Exercise brief: Of the lines in the data below, count the ones holding the string "duration", and answer with that number only.

Extracted information:
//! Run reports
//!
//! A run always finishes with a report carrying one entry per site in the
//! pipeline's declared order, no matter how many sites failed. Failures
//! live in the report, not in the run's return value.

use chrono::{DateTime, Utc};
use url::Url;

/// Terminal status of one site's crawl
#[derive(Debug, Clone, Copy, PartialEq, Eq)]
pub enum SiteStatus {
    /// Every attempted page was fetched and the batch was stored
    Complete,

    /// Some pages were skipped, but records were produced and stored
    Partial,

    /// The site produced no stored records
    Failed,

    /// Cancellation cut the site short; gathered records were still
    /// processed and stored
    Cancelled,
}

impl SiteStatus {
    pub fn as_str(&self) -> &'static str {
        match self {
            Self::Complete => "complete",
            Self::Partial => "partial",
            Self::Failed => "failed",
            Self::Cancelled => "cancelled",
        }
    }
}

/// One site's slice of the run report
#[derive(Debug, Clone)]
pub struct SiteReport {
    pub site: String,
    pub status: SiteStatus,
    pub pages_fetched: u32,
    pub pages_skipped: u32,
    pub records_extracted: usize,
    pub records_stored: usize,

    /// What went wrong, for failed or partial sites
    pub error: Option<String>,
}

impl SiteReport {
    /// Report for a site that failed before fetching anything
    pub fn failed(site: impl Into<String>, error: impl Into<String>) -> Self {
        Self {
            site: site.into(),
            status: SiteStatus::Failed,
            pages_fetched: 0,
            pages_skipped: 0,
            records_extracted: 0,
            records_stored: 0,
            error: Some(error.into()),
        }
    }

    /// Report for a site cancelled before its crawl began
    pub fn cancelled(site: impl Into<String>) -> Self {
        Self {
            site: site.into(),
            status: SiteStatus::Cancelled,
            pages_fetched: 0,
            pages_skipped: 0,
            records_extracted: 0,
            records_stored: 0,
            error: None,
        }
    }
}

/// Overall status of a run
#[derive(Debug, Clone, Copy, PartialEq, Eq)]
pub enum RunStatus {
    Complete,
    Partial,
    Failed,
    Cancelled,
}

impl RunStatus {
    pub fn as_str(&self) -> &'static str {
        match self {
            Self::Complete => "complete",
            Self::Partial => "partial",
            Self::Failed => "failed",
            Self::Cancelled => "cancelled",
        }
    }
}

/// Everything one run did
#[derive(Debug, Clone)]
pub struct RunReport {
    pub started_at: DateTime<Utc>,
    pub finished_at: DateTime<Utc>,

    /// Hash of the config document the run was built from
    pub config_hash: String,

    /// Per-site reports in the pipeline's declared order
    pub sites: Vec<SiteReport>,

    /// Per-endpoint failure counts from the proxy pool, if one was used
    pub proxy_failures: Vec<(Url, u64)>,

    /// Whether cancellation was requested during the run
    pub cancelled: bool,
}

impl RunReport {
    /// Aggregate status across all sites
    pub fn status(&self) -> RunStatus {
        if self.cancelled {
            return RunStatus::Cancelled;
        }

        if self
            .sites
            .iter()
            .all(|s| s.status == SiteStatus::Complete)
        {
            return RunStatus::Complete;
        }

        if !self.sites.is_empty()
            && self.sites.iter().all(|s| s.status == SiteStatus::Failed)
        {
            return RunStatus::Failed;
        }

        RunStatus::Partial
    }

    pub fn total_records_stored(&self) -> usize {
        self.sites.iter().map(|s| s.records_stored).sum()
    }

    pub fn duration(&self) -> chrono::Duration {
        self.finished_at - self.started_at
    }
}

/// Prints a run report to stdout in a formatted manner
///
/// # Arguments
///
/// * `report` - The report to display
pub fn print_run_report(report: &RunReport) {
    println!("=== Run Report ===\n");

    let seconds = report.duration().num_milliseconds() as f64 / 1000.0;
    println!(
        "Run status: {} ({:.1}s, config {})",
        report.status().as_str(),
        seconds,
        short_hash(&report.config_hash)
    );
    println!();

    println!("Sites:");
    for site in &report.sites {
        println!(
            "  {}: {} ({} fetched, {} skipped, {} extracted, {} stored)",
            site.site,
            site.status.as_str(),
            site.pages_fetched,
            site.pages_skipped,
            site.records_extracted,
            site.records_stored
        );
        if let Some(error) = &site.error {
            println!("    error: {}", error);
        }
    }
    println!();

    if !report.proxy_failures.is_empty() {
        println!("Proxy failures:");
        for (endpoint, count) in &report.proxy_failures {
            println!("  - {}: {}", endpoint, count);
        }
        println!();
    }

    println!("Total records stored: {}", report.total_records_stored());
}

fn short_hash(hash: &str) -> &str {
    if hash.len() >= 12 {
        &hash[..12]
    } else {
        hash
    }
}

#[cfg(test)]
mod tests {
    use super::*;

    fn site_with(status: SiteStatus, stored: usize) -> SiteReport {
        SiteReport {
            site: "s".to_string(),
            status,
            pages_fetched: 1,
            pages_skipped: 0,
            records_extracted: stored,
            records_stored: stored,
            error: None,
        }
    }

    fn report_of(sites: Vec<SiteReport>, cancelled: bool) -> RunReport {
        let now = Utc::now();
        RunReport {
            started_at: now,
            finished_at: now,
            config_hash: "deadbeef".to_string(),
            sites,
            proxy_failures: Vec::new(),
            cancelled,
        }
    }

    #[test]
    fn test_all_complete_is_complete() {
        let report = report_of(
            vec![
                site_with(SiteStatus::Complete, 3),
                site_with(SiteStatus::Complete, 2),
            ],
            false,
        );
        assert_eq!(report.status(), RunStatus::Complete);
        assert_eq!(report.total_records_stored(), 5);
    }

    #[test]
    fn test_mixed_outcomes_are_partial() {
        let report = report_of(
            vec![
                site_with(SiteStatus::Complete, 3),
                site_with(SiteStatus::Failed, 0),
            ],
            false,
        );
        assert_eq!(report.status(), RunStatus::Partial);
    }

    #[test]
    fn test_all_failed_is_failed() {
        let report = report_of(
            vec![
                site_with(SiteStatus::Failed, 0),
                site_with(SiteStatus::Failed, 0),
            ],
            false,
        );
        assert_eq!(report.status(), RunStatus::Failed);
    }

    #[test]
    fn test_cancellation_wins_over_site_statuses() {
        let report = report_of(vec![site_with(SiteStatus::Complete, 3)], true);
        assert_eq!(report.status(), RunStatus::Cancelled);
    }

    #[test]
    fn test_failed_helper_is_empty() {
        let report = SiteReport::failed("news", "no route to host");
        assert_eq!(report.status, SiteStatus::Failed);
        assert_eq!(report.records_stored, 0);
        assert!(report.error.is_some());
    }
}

--

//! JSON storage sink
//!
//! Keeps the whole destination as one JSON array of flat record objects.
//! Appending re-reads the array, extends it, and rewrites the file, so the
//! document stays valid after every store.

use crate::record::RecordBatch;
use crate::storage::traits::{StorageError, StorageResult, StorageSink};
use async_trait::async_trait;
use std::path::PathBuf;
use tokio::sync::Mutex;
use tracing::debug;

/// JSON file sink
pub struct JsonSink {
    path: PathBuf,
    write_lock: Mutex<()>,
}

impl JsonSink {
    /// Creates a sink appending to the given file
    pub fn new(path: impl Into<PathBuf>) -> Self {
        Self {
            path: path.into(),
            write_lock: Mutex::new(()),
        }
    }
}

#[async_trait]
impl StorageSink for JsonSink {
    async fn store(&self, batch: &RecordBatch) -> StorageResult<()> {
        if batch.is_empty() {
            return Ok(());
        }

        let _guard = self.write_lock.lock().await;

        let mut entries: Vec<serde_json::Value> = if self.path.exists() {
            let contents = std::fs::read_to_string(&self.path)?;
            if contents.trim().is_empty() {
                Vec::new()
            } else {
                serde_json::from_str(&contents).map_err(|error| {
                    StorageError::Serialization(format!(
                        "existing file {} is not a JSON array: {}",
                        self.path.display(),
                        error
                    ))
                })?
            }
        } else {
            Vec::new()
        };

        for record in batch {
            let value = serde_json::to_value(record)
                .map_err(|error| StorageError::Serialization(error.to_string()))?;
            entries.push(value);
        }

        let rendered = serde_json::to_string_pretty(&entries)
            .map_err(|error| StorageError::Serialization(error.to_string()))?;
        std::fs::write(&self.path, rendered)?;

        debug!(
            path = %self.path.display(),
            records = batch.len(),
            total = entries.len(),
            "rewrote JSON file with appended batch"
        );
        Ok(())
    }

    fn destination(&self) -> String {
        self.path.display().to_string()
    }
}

Completed exercise: 2